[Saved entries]

# # # # #

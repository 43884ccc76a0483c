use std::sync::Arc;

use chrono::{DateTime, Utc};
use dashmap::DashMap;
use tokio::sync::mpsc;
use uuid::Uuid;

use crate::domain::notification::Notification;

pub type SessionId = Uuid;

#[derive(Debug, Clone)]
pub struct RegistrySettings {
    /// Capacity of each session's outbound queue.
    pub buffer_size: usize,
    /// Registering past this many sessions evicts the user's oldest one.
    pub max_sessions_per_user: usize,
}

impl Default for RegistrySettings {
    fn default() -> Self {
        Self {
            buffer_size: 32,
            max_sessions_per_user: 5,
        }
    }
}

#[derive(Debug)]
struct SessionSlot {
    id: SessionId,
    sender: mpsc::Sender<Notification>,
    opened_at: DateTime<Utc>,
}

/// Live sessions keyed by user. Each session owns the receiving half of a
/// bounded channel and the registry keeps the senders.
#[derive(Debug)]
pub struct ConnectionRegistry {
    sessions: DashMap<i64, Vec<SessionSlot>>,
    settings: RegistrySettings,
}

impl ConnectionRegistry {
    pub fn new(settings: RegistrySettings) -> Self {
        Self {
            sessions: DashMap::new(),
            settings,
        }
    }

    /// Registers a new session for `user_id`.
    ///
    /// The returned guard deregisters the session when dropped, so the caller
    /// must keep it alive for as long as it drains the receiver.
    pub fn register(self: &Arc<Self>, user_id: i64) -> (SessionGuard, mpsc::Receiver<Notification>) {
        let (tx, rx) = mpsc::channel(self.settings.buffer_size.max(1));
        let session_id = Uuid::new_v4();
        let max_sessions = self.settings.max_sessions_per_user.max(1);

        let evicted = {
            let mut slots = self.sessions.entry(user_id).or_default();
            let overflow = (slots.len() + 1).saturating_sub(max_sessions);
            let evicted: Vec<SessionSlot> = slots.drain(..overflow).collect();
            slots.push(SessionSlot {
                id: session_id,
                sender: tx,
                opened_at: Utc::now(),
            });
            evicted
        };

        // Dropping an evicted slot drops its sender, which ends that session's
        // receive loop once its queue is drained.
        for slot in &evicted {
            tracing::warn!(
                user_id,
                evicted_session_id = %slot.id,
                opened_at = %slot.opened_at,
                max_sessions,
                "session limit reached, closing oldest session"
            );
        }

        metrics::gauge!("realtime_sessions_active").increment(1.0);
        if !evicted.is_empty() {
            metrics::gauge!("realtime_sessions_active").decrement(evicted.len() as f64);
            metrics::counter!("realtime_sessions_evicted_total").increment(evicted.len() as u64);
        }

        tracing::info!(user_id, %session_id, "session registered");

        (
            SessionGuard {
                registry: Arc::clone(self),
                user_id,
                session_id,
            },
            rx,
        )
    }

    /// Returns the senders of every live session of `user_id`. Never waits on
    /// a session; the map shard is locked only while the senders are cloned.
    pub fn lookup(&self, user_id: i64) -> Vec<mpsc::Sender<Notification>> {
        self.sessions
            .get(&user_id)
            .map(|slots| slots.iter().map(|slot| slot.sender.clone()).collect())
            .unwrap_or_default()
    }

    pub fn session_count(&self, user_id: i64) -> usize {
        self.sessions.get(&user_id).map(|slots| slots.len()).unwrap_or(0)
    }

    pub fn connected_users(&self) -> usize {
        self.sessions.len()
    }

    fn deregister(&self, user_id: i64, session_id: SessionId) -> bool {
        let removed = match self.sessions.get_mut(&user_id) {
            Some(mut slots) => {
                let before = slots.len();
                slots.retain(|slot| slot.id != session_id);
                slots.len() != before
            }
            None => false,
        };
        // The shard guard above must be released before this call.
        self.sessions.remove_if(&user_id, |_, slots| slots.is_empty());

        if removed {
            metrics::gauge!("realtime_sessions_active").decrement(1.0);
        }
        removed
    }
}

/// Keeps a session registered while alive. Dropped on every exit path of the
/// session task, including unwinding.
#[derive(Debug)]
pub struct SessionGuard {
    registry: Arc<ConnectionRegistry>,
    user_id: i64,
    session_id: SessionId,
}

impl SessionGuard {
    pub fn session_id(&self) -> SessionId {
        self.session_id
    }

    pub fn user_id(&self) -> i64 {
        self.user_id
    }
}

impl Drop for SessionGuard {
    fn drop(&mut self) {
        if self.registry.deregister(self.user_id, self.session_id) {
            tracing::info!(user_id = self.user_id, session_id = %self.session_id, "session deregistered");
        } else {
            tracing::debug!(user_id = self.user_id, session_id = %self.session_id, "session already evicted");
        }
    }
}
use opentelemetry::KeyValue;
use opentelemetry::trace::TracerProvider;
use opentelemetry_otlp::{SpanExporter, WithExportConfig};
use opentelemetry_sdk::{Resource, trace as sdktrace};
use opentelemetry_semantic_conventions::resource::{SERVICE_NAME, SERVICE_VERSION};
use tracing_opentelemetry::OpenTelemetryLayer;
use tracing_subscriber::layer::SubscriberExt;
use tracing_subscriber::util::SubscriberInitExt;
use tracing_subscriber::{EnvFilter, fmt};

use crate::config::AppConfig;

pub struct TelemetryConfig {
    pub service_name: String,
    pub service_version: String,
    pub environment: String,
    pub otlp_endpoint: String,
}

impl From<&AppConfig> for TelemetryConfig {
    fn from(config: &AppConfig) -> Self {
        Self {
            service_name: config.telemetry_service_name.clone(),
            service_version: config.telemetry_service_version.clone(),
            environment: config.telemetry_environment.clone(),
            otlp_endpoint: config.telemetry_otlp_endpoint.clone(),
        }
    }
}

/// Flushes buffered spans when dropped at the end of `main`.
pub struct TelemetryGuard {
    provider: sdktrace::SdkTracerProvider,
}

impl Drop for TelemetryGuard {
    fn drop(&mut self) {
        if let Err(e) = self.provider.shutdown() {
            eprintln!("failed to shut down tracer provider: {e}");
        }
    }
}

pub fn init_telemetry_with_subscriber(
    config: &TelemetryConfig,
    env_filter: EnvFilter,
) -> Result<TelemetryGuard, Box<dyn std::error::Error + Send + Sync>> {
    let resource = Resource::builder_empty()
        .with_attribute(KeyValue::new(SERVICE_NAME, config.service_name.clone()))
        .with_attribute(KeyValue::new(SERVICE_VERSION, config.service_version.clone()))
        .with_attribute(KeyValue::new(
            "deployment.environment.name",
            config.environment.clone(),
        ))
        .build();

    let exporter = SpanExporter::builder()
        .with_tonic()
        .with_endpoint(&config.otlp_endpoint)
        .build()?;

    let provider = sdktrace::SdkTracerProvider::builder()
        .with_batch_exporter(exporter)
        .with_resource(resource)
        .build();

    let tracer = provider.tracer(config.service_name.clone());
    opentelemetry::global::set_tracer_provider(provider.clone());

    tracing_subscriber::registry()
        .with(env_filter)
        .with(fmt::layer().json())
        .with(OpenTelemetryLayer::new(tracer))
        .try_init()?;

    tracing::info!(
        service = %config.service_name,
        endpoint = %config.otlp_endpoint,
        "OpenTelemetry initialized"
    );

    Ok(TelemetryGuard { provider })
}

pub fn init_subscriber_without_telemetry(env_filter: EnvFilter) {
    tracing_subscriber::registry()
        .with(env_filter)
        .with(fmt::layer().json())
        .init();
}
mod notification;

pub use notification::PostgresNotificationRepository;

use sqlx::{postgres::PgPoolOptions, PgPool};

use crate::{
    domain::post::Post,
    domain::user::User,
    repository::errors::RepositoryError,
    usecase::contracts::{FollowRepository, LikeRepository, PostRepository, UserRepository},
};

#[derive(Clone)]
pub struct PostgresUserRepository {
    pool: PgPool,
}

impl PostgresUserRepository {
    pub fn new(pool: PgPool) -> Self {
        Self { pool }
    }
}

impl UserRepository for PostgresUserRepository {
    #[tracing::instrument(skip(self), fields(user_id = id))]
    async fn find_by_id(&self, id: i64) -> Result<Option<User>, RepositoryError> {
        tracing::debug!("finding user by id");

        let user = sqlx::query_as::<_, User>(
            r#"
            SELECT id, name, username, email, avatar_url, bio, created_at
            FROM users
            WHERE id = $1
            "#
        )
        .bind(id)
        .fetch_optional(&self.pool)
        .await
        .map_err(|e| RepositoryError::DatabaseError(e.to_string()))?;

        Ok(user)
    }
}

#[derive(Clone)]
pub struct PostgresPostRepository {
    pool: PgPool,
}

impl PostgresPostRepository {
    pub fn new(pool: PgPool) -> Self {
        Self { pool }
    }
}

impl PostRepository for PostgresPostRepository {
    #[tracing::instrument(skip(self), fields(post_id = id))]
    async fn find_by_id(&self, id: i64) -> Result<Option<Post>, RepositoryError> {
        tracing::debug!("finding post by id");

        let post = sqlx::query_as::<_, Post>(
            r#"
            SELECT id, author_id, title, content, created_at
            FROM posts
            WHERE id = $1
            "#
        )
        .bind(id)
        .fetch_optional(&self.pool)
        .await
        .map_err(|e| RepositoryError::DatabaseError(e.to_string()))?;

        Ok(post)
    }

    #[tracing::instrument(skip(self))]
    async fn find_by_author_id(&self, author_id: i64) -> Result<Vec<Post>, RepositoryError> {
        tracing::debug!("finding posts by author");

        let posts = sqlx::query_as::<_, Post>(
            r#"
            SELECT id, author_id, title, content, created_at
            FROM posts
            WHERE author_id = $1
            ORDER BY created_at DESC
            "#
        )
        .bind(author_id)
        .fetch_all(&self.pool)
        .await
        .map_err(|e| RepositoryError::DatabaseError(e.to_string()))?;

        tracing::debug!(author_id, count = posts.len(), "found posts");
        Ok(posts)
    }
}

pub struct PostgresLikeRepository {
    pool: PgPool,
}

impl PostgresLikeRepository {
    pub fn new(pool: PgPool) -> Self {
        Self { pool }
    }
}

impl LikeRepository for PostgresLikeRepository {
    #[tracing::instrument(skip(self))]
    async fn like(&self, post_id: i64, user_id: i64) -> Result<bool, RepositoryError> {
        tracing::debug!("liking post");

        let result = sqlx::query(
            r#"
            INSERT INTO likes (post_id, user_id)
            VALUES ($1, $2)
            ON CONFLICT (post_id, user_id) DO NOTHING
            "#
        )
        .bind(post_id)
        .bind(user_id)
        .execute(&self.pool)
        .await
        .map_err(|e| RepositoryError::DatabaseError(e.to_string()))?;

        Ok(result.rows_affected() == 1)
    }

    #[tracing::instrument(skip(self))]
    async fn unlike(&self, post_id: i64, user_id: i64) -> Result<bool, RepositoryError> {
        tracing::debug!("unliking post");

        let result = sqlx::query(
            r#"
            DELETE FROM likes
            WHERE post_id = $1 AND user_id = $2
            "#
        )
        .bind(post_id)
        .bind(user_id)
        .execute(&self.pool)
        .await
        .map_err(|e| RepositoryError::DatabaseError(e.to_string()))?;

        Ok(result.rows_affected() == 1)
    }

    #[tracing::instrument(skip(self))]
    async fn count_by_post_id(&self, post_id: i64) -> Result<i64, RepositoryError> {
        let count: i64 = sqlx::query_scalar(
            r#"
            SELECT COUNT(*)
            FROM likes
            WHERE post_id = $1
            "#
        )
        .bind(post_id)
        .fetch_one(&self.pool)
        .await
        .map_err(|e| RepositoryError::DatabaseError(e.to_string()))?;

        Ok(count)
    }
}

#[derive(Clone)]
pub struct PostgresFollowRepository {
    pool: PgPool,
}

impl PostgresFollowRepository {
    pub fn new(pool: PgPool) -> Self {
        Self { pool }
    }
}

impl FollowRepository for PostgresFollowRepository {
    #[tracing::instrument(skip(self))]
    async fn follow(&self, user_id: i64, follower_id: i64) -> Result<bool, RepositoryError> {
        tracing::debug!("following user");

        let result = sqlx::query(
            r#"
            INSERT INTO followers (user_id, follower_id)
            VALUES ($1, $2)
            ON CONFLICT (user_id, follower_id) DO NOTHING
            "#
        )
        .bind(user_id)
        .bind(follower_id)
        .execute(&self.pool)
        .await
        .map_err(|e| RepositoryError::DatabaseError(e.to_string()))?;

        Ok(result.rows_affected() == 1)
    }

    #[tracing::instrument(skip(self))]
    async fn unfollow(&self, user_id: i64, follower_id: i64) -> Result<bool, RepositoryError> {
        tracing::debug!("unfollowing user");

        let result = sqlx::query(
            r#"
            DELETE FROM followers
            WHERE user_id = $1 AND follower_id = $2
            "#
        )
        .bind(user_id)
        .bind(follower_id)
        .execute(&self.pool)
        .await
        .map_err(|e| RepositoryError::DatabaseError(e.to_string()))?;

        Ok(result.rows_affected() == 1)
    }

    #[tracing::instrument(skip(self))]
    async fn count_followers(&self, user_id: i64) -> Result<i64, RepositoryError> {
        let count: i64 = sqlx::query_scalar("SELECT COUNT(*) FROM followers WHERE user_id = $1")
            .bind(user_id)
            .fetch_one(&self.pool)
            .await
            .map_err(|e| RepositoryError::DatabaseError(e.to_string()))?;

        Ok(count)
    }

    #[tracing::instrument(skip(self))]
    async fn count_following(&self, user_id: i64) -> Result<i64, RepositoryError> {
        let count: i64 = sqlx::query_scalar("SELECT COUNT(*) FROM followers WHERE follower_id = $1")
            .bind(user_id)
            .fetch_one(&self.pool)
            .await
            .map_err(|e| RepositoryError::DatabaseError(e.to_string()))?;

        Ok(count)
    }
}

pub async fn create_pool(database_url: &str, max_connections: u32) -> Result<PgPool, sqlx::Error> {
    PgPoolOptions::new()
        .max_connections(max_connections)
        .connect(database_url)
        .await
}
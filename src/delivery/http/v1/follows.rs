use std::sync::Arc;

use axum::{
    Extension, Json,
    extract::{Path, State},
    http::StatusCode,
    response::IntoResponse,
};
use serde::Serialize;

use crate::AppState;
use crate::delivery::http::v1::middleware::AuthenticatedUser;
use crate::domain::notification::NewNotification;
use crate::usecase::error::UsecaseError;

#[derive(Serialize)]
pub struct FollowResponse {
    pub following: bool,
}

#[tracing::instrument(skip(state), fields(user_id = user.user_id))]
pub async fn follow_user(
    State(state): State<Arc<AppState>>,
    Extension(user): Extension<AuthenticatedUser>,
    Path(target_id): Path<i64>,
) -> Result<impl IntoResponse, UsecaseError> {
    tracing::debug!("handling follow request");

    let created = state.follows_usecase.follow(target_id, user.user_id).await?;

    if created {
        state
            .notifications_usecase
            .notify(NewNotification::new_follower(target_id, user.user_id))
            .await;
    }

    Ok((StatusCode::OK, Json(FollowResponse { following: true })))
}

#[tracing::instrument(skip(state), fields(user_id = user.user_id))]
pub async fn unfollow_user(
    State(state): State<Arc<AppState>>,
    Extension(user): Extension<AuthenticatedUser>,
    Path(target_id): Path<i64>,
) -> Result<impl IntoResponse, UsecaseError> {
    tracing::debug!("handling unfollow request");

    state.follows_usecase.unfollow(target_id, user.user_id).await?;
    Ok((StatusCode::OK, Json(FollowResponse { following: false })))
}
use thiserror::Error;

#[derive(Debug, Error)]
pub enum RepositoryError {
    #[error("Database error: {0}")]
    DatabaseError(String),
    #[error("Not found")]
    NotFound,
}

# # # # #

## Exercise requirements
Of the lines in the data, report each one containing the string "OpenTelemetryLayer".

## Solved exercise
use tracing_opentelemetry::OpenTelemetryLayer;
        .with(OpenTelemetryLayer::new(tracer))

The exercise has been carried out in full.